The Music Machine, with Sean Bonniwell in the middle
The Music Machine: 'Talk Talk' @ Where The Action Is, 1966
I just got The Music Machine's 2-CD compilation The Ultimate Turn-On (Ace Records, 2006), collecting together all the works of the band's original line-up; with the 1966 album Turn On (both as mono and stereo versions), all singles and some rehearsal tapes, demos and alternate takes.
The Music Machine, headed by Sean Bonniwell, was one of the most intriguing fuzz guitar-wielding "garage"-type bands coming into prominence in that golden year of 1966 when psychedelic music was still raw and relentless, having not yet decayed into boring, meandering, endless blues jams of San Francisco bands or boring, meandering, endless pseudo-classical jams of progressive rock acts. The biggest Music Machine hit was the fierce 'Talk Talk', truly punk rock, only about ten years before Johnny Rotten and his foul-mouthed compadres made British TV watchers spill their evening teas. Well, for me, the original "punk" of the ca. '64-'67 garage/"freakbeat" bands is always far more inspiring than the more nihilistic late 70s style, born under much bleaker, more cynical and disillusioned circumstances of the latter decade.
The Music Machine were forerunners in other ways, too. Preceding also gothic rock by some fifteen years, the band were uniformly dressed in black, wearing black gloves too (though curiously only in the right hand for each member), and even dyeing their moppish "beat" haircuts black. This sinister look must have been quite a sight to see among all the colourful groups of the day when hippie style, with its often-garish "day-glo" colours, was already emerging in the underground.
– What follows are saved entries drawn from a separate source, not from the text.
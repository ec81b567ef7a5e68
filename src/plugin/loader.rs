//! Plugin discovery, validation, ordering, and dependency resolution
//!
//! Boot sequence per load:
//!
//! ```text
//! Discover -> ValidateManifests -> Sort(priority) -> FilterEnabled
//!          -> ResolveDependencies -> (Activate, done by the Site)
//! ```
//!
//! The computed records and translation dictionary are cached keyed by the
//! modification times of every plugin's settings, manifest, and project
//! override file; a cache hit skips all re-parsing. Regeneration is
//! deterministic given the same input files, so concurrent rebuilds are
//! harmless.

use std::collections::{HashMap, HashSet};
use std::fs;
use std::path::{Path, PathBuf};

use anyhow::{Context, Result};
use petgraph::graph::{DiGraph, NodeIndex};
use petgraph::visit::Bfs;
use serde::{Deserialize, Serialize};
use serde_json::Value;
use tracing::debug;

use crate::domain::{self, Fields};
use crate::storage::cache::{cache_id, CacheGateway};
use super::host::PluginHost;
use super::i18n::Dictionary;
use super::manifest::{PluginManifest, PluginRecord, PluginSettings};
use super::PluginError;

/// A plugin directory that passed discovery.
#[derive(Debug, Clone)]
pub struct DiscoveredPlugin {
    /// Directory name.
    pub name: String,

    /// Absolute plugin directory.
    pub dir: PathBuf,
}

/// The cached result of a plugin boot.
#[derive(Debug, Clone, Default, Serialize, Deserialize)]
pub struct LoadedPlugins {
    /// Activation set, in activation order.
    pub records: Vec<PluginRecord>,

    /// Merged translation dictionary for the configured locale.
    pub dictionary: Dictionary,
}

/// Discovers, validates, and orders plugins.
pub struct PluginLoader<'a> {
    plugins_dir: PathBuf,
    overrides_dir: PathBuf,
    locale: String,
    host_version: semver::Version,
    cache: &'a CacheGateway,
}

impl<'a> PluginLoader<'a> {
    pub fn new(
        plugins_dir: PathBuf,
        overrides_dir: PathBuf,
        locale: String,
        host_version: semver::Version,
        cache: &'a CacheGateway,
    ) -> Self {
        Self {
            plugins_dir,
            overrides_dir,
            locale,
            host_version,
            cache,
        }
    }

    /// Enumerates plugin directories containing both required files and a
    /// registered implementation. Directories missing any are silently
    /// excluded.
    pub fn discover(&self, host: &PluginHost) -> Result<Vec<DiscoveredPlugin>> {
        if !self.plugins_dir.is_dir() {
            return Ok(Vec::new());
        }

        let mut discovered = Vec::new();

        for entry in fs::read_dir(&self.plugins_dir).with_context(|| {
            format!("Failed to read plugins dir: {}", self.plugins_dir.display())
        })? {
            let entry = entry.context("Failed to read directory entry")?;
            let dir = entry.path();

            if !dir.is_dir() {
                continue;
            }

            let Some(name) = dir.file_name().and_then(|n| n.to_str()).map(String::from)
            else {
                continue;
            };

            if dir.join("plugin.yaml").exists()
                && dir.join("settings.yaml").exists()
                && host.contains(&name)
            {
                discovered.push(DiscoveredPlugin { name, dir });
            }
        }

        // Name order keeps the cache key stable across directory listings.
        discovered.sort_by(|a, b| a.name.cmp(&b.name));

        Ok(discovered)
    }

    /// Derives the boot cache key from the mtimes of every plugin's
    /// settings, manifest, and project override file.
    pub fn cache_key(&self, discovered: &[DiscoveredPlugin]) -> String {
        let mut material = self.plugins_dir.display().to_string();

        for plugin in discovered {
            material.push_str(&mtime_token(&plugin.dir.join("settings.yaml")));
            material.push_str(&mtime_token(&plugin.dir.join("plugin.yaml")));
            material.push_str(&mtime_token(
                &self.overrides_dir.join(&plugin.name).join("settings.yaml"),
            ));
        }

        cache_id("plugins", &material)
    }

    /// Loads the activation set, consulting the boot cache.
    pub fn load(&self, host: &PluginHost) -> Result<LoadedPlugins> {
        let discovered = self.discover(host)?;

        if discovered.is_empty() {
            return Ok(LoadedPlugins::default());
        }

        let key = self.cache_key(&discovered);

        if let Some(cached) = self.cache.get(&key) {
            if let Ok(loaded) = serde_json::from_value::<LoadedPlugins>(cached) {
                debug!("plugin boot cache hit");
                return Ok(loaded);
            }
        }

        let loaded = self.build(&discovered)?;

        if let Ok(value) = serde_json::to_value(&loaded) {
            self.cache.set(&key, value);
        }

        Ok(loaded)
    }

    fn build(&self, discovered: &[DiscoveredPlugin]) -> Result<LoadedPlugins> {
        let mut records = Vec::new();

        for plugin in discovered {
            records.push(self.read_record(plugin)?);
        }

        // Sort ascending by priority, name as the stable tiebreak.
        records.sort_by(|a, b| {
            (a.settings.priority, a.name.as_str()).cmp(&(b.settings.priority, b.name.as_str()))
        });

        let enabled: Vec<PluginRecord> =
            records.into_iter().filter(|r| r.settings.enabled).collect();

        let verified = self.verify_dependencies(enabled)?;
        let dictionary = self.build_dictionary(discovered)?;

        Ok(LoadedPlugins {
            records: verified,
            dictionary,
        })
    }

    fn read_record(&self, plugin: &DiscoveredPlugin) -> Result<PluginRecord> {
        // Default settings merged with the project-level override.
        let default_settings = read_yaml_fields(&plugin.dir.join("settings.yaml"))
            .map_err(|e| PluginError::Settings(plugin.name.clone(), e.to_string()))?;

        let override_path = self.overrides_dir.join(&plugin.name).join("settings.yaml");
        let mut merged = default_settings;

        if override_path.exists() {
            let override_settings = read_yaml_fields(&override_path)
                .map_err(|e| PluginError::Settings(plugin.name.clone(), e.to_string()))?;
            domain::merge(&mut merged, &override_settings);
        }

        let manifest_path = plugin.dir.join("plugin.yaml");
        let manifest_raw = fs::read_to_string(&manifest_path)
            .map_err(|e| PluginError::Manifest(plugin.name.clone(), e.to_string()))?;
        let manifest: PluginManifest = serde_yaml::from_str(&manifest_raw)
            .map_err(|e| PluginError::Manifest(plugin.name.clone(), e.to_string()))?;

        Ok(PluginRecord {
            name: plugin.name.clone(),
            manifest,
            settings: PluginSettings::from_fields(merged),
        })
    }

    /// Removes plugins with unsatisfied dependency constraints, and
    /// transitively everything that requires them. Any removal is a fatal
    /// misconfiguration reported with the offending plugin names.
    fn verify_dependencies(&self, records: Vec<PluginRecord>) -> Result<Vec<PluginRecord>> {
        let index_by_name: HashMap<&str, usize> = records
            .iter()
            .enumerate()
            .map(|(i, r)| (r.name.as_str(), i))
            .collect();

        let mut graph: DiGraph<usize, ()> = DiGraph::new();
        let nodes: Vec<NodeIndex> = (0..records.len()).map(|i| graph.add_node(i)).collect();

        let mut unsatisfied: Vec<usize> = Vec::new();

        for (i, record) in records.iter().enumerate() {
            for (dependency, constraint) in &record.manifest.dependencies {
                let requirement = semver::VersionReq::parse(constraint).map_err(|_| {
                    PluginError::InvalidConstraint {
                        plugin: record.name.clone(),
                        dependency: dependency.clone(),
                        constraint: constraint.clone(),
                    }
                })?;

                if dependency == "loam" {
                    if !requirement.matches(&self.host_version) {
                        unsatisfied.push(i);
                    }
                    continue;
                }

                match index_by_name.get(dependency.as_str()) {
                    Some(&dep_index) => {
                        graph.add_edge(nodes[dep_index], nodes[i], ());

                        if !requirement.matches(&records[dep_index].manifest.version) {
                            unsatisfied.push(i);
                        }
                    }
                    None => unsatisfied.push(i),
                }
            }
        }

        // Everything reachable from an unsatisfied plugin along
        // dependency edges goes with it.
        let mut removed: HashSet<usize> = HashSet::new();

        for &start in &unsatisfied {
            let mut bfs = Bfs::new(&graph, nodes[start]);
            while let Some(node) = bfs.next(&graph) {
                removed.insert(graph[node]);
            }
        }

        if !removed.is_empty() {
            let mut names: Vec<String> = removed
                .iter()
                .map(|&i| records[i].name.clone())
                .collect();
            names.sort();

            return Err(PluginError::DependenciesNotMet(names).into());
        }

        Ok(records)
    }

    fn build_dictionary(&self, discovered: &[DiscoveredPlugin]) -> Result<Dictionary> {
        let mut dictionary = Dictionary::new();

        for plugin in discovered {
            let lang_file = plugin.dir.join("lang").join(format!("{}.yaml", self.locale));

            if !lang_file.exists() {
                continue;
            }

            let content = fs::read_to_string(&lang_file).with_context(|| {
                format!("Load file: {} - failed", lang_file.display())
            })?;

            dictionary
                .merge_yaml(&self.locale, &content)
                .with_context(|| format!("Load file: {} - failed", lang_file.display()))?;
        }

        Ok(dictionary)
    }
}

fn read_yaml_fields(path: &Path) -> Result<Fields> {
    let content =
        fs::read_to_string(path).with_context(|| format!("read {}", path.display()))?;

    if content.trim().is_empty() {
        return Ok(Fields::new());
    }

    let value: Value = serde_yaml::from_str(&content)
        .with_context(|| format!("parse {}", path.display()))?;

    match value {
        Value::Object(fields) => Ok(fields),
        _ => Ok(Fields::new()),
    }
}

fn mtime_token(path: &Path) -> String {
    fs::metadata(path)
        .and_then(|m| m.modified())
        .ok()
        .and_then(|t| t.duration_since(std::time::UNIX_EPOCH).ok())
        .map(|d| format!("{}.{}", d.as_secs(), d.subsec_nanos()))
        .unwrap_or_default()
}
//! Plugin translation dictionaries
//!
//! Each plugin may ship `lang/{locale}.yaml` files; the loader merges
//! them into one flat dictionary per locale, nested keys flattened to
//! dotted paths. The dictionary is cached with the plugin boot record.

use std::collections::BTreeMap;

use anyhow::{Context, Result};
use serde::{Deserialize, Serialize};
use serde_json::Value;

/// Per-locale translation key/value store.
#[derive(Debug, Clone, Default, Serialize, Deserialize, PartialEq)]
pub struct Dictionary {
    locales: BTreeMap<String, BTreeMap<String, String>>,
}

impl Dictionary {
    pub fn new() -> Self {
        Self::default()
    }

    /// Merges a YAML translation file into a locale. Later merges win
    /// per key.
    pub fn merge_yaml(&mut self, locale: &str, yaml: &str) -> Result<()> {
        if yaml.trim().is_empty() {
            self.locales.entry(locale.to_string()).or_default();
            return Ok(());
        }

        let value: Value =
            serde_yaml::from_str(yaml).context("Failed to parse translation file")?;

        let entries = self.locales.entry(locale.to_string()).or_default();

        if let Value::Object(map) = value {
            flatten(&map, None, entries);
        }

        Ok(())
    }

    /// Looks up a translation key in a locale.
    pub fn translate(&self, locale: &str, key: &str) -> Option<&str> {
        self.locales
            .get(locale)
            .and_then(|entries| entries.get(key))
            .map(String::as_str)
    }

    /// Returns the locales present in the dictionary.
    pub fn locales(&self) -> Vec<&str> {
        self.locales.keys().map(String::as_str).collect()
    }

    /// Returns all keys of a locale.
    pub fn keys(&self, locale: &str) -> Vec<&str> {
        self.locales
            .get(locale)
            .map(|entries| entries.keys().map(String::as_str).collect())
            .unwrap_or_default()
    }
}

fn flatten(
    map: &serde_json::Map<String, Value>,
    prefix: Option<&str>,
    out: &mut BTreeMap<String, String>,
) {
    for (key, value) in map {
        let path = match prefix {
            Some(prefix) => format!("{}.{}", prefix, key),
            None => key.clone(),
        };

        match value {
            Value::Object(inner) => flatten(inner, Some(&path), out),
            Value::String(s) => {
                out.insert(path, s.clone());
            }
            other => {
                out.insert(path, other.to_string());
            }
        }
    }
}

#[cfg(test)]
mod tests {
    use super::*;

    #[test]
    fn merges_and_translates() {
        let mut dictionary = Dictionary::new();
        dictionary
            .merge_yaml("en_US", "blog_title: Blog\nnested:\n  key: Value\n")
            .unwrap();

        assert_eq!(dictionary.translate("en_US", "blog_title"), Some("Blog"));
        assert_eq!(dictionary.translate("en_US", "nested.key"), Some("Value"));
        assert_eq!(dictionary.translate("de_DE", "blog_title"), None);
    }

    #[test]
    fn later_merges_win() {
        let mut dictionary = Dictionary::new();
        dictionary.merge_yaml("en_US", "title: First\n").unwrap();
        dictionary.merge_yaml("en_US", "title: Second\n").unwrap();

        assert_eq!(dictionary.translate("en_US", "title"), Some("Second"));
    }

    #[test]
    fn empty_file_registers_locale() {
        let mut dictionary = Dictionary::new();
        dictionary.merge_yaml("en_US", "   ").unwrap();

        assert_eq!(dictionary.locales(), vec!["en_US"]);
    }

    #[test]
    fn serde_roundtrip() {
        let mut dictionary = Dictionary::new();
        dictionary.merge_yaml("en_US", "title: Hello\n").unwrap();

        let json = serde_json::to_string(&dictionary).unwrap();
        let parsed: Dictionary = serde_json::from_str(&json).unwrap();

        assert_eq!(dictionary, parsed);
    }
}
//! Entries service
//!
//! Entries are stored as frontmatter files at
//! `.loam/entries/{id}/entry.md`; child entries nest inside their
//! parent's directory. Create runs the create pipeline before
//! persistence; fetch decodes the file (cache-eligible) and runs the
//! fetch pipeline over the in-memory record. Writes are atomic
//! (temp file + rename) but uncoordinated: last write wins.

use std::fs;
use std::path::{Path, PathBuf};

use anyhow::{Context, Result};
use serde_json::Value;
use thiserror::Error;
use tracing::debug;

use crate::domain::{self, EntryId, Fields};
use crate::parsers::{EntrySource, Parsers};
use crate::pipeline::{CreateContext, FetchFieldContext, FetchResultContext, Pipeline, Scope};
use crate::storage::{CacheGateway, Frontmatter, Settings};

#[derive(Debug, Error)]
pub enum EntriesError {
    #[error("Entry '{0}' not found")]
    NotFound(String),

    #[error("Entry '{0}' already exists")]
    AlreadyExists(String),

    #[error("Target entry '{0}' already exists")]
    TargetExists(String),
}

/// Options for a single fetch.
#[derive(Debug, Clone, Default)]
pub struct FetchOptions {
    /// Extra values for `@var(...)` interpolation, overriding the
    /// entry's own `vars` mapping per key.
    pub vars: Fields,
}

/// Store and pipeline front-end for content entries.
pub struct Entries<'a> {
    dir: PathBuf,
    settings: &'a Settings,
    cache: &'a CacheGateway,
    pipeline: &'a Pipeline,
    parsers: &'a Parsers,
    frontmatter: &'a Frontmatter,
}

impl<'a> Entries<'a> {
    pub fn new(
        dir: PathBuf,
        settings: &'a Settings,
        cache: &'a CacheGateway,
        pipeline: &'a Pipeline,
        parsers: &'a Parsers,
        frontmatter: &'a Frontmatter,
    ) -> Self {
        Self {
            dir,
            settings,
            cache,
            pipeline,
            parsers,
            frontmatter,
        }
    }

    /// Returns the entries root directory.
    pub fn dir(&self) -> &Path {
        &self.dir
    }

    /// Returns the backing file path of an entry.
    pub fn file_location(&self, id: &EntryId) -> PathBuf {
        self.dir.join(id.to_path()).join("entry.md")
    }

    /// Checks whether an entry exists.
    pub fn has(&self, id: &str) -> bool {
        EntryId::new(id)
            .map(|id| self.file_location(&id).exists())
            .unwrap_or(false)
    }

    /// Creates an entry, running the create pipeline before persistence.
    pub fn create(&self, id: &str, fields: Fields) -> Result<()> {
        let entry_id = EntryId::new(id)?;
        let path = self.file_location(&entry_id);

        if path.exists() {
            return Err(EntriesError::AlreadyExists(id.to_string()).into());
        }

        let mut data = fields;
        let mut ctx = CreateContext {
            id,
            data: &mut data,
            settings: self.settings,
        };
        self.pipeline.dispatch_create(Scope::Entries, &mut ctx)?;

        let text = self.frontmatter.encode(&data)?;
        self.write_file(&path, &text)?;

        debug!(id, "created entry");
        Ok(())
    }

    /// Fetches an entry, running the fetch pipeline over the record.
    pub fn fetch(&self, id: &str) -> Result<Fields> {
        self.fetch_with(id, FetchOptions::default())
    }

    /// Fetches an entry with explicit options.
    pub fn fetch_with(&self, id: &str, options: FetchOptions) -> Result<Fields> {
        let entry_id = EntryId::new(id)?;
        let path = self.file_location(&entry_id);

        if !path.exists() {
            return Err(EntriesError::NotFound(id.to_string()).into());
        }

        let raw = fs::read_to_string(&path)
            .with_context(|| format!("Failed to read entry: {}", path.display()))?;

        let mut fields = self.frontmatter.decode(&raw, self.cache)?;

        // The vars bag is the entry's own `vars` mapping overlaid with
        // fetch options, options winning.
        let mut vars = match fields.get("vars") {
            Some(Value::Object(own)) => own.clone(),
            _ => Fields::new(),
        };
        domain::merge(&mut vars, &options.vars);

        for key in domain::flatten_paths(&fields) {
            let Some(mut value) = domain::get(&fields, &key).cloned() else {
                continue;
            };

            let mut ctx = FetchFieldContext {
                id,
                key: &key,
                value: &mut value,
                vars: &vars,
                settings: self.settings,
                cache: self.cache,
                markdown: &self.parsers.markdown,
                shortcodes: &self.parsers.shortcodes,
                entries: Some(self),
            };
            self.pipeline.dispatch_fetch_field(Scope::Entries, &mut ctx)?;

            domain::set(&mut fields, &key, value);
        }

        let mut ctx = FetchResultContext {
            id,
            file_path: &path,
            result: &mut fields,
            settings: self.settings,
        };
        self.pipeline
            .dispatch_fetch_result(Scope::Entries, &mut ctx)?;

        fields.insert("id".to_string(), Value::String(id.to_string()));

        Ok(fields)
    }

    /// Merges fields into a stored entry without firing create events.
    pub fn update(&self, id: &str, fields: Fields) -> Result<()> {
        let entry_id = EntryId::new(id)?;
        let path = self.file_location(&entry_id);

        if !path.exists() {
            return Err(EntriesError::NotFound(id.to_string()).into());
        }

        let raw = fs::read_to_string(&path)
            .with_context(|| format!("Failed to read entry: {}", path.display()))?;

        let mut stored = self.frontmatter.parse(&raw)?;
        domain::merge(&mut stored, &fields);

        let text = self.frontmatter.encode(&stored)?;
        self.write_file(&path, &text)?;

        debug!(id, "updated entry");
        Ok(())
    }

    /// Deletes an entry and all of its children.
    pub fn delete(&self, id: &str) -> Result<()> {
        let entry_id = EntryId::new(id)?;
        let entry_dir = self.dir.join(entry_id.to_path());

        if !entry_dir.join("entry.md").exists() {
            return Err(EntriesError::NotFound(id.to_string()).into());
        }

        fs::remove_dir_all(&entry_dir)
            .with_context(|| format!("Failed to delete entry: {}", entry_dir.display()))?;

        debug!(id, "deleted entry");
        Ok(())
    }

    /// Renames an entry, carrying its children along.
    pub fn move_entry(&self, from: &str, to: &str) -> Result<()> {
        let from_id = EntryId::new(from)?;
        let to_id = EntryId::new(to)?;

        let from_dir = self.dir.join(from_id.to_path());
        let to_dir = self.dir.join(to_id.to_path());

        if !from_dir.join("entry.md").exists() {
            return Err(EntriesError::NotFound(from.to_string()).into());
        }

        if to_dir.exists() {
            return Err(EntriesError::TargetExists(to.to_string()).into());
        }

        if let Some(parent) = to_dir.parent() {
            fs::create_dir_all(parent)
                .with_context(|| format!("Failed to create directory: {}", parent.display()))?;
        }

        fs::rename(&from_dir, &to_dir).with_context(|| {
            format!(
                "Failed to move {} to {}",
                from_dir.display(),
                to_dir.display()
            )
        })?;

        Ok(())
    }

    /// Copies an entry and all of its children.
    pub fn copy(&self, from: &str, to: &str) -> Result<()> {
        let from_id = EntryId::new(from)?;
        let to_id = EntryId::new(to)?;

        let from_dir = self.dir.join(from_id.to_path());
        let to_dir = self.dir.join(to_id.to_path());

        if !from_dir.join("entry.md").exists() {
            return Err(EntriesError::NotFound(from.to_string()).into());
        }

        if to_dir.exists() {
            return Err(EntriesError::TargetExists(to.to_string()).into());
        }

        copy_dir(&from_dir, &to_dir)?;

        Ok(())
    }

    /// Lists the ids of immediate child entries under a parent, or of
    /// top-level entries when parent is None. Sorted by id.
    pub fn list(&self, parent: Option<&str>) -> Result<Vec<String>> {
        let (base_dir, prefix) = match parent {
            Some(parent) => {
                let parent_id = EntryId::new(parent)?;
                (
                    self.dir.join(parent_id.to_path()),
                    format!("{}/", parent_id),
                )
            }
            None => (self.dir.clone(), String::new()),
        };

        if !base_dir.exists() {
            return Ok(Vec::new());
        }

        let mut ids = Vec::new();

        for dir_entry in fs::read_dir(&base_dir)
            .with_context(|| format!("Failed to read directory: {}", base_dir.display()))?
        {
            let dir_entry = dir_entry.context("Failed to read directory entry")?;
            let path = dir_entry.path();

            if path.is_dir() && path.join("entry.md").exists() {
                if let Some(name) = path.file_name().and_then(|n| n.to_str()) {
                    ids.push(format!("{}{}", prefix, name));
                }
            }
        }

        ids.sort();
        Ok(ids)
    }

    /// Writes a file atomically (temp file + rename).
    fn write_file(&self, path: &Path, content: &str) -> Result<()> {
        if let Some(parent) = path.parent() {
            fs::create_dir_all(parent)
                .with_context(|| format!("Failed to create directory: {}", parent.display()))?;
        }

        let temp_path = path.with_extension("md.tmp");
        fs::write(&temp_path, content)
            .with_context(|| format!("Failed to write temp file: {}", temp_path.display()))?;

        fs::rename(&temp_path, path).with_context(|| {
            format!(
                "Failed to rename {} to {}",
                temp_path.display(),
                path.display()
            )
        })?;

        Ok(())
    }
}

impl EntrySource for Entries<'_> {
    fn field(&self, id: &str, field: &str) -> Option<Value> {
        let fields = self.fetch(id).ok()?;
        domain::get(&fields, field).cloned()
    }
}

fn copy_dir(from: &Path, to: &Path) -> Result<()> {
    fs::create_dir_all(to)
        .with_context(|| format!("Failed to create directory: {}", to.display()))?;

    for entry in
        fs::read_dir(from).with_context(|| format!("Failed to read directory: {}", from.display()))?
    {
        let entry = entry.context("Failed to read directory entry")?;
        let source = entry.path();
        let target = to.join(entry.file_name());

        if source.is_dir() {
            copy_dir(&source, &target)?;
        } else {
            fs::copy(&source, &target).with_context(|| {
                format!("Failed to copy {} to {}", source.display(), target.display())
            })?;
        }
    }

    Ok(())
}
Some similarly gloomy overtones were also reflected in the band's music: the best psychedelic garage, more than flowers and mellow peace feelings of the hippies, always verged on the raw, gloomy feel of existential angst and even bad trip psychotic breakdown. With some extra luck and less music business shortcomings than eventually befell them, The Music Machine -- with Sean Bonniwell as their charismatic but enigmatic frontman with growling vocals and dark lyrics like Jim Morrison had, though admittedly with less "poetic" pretensions -- might finally have reached the same magnitude as The Doors did. If only...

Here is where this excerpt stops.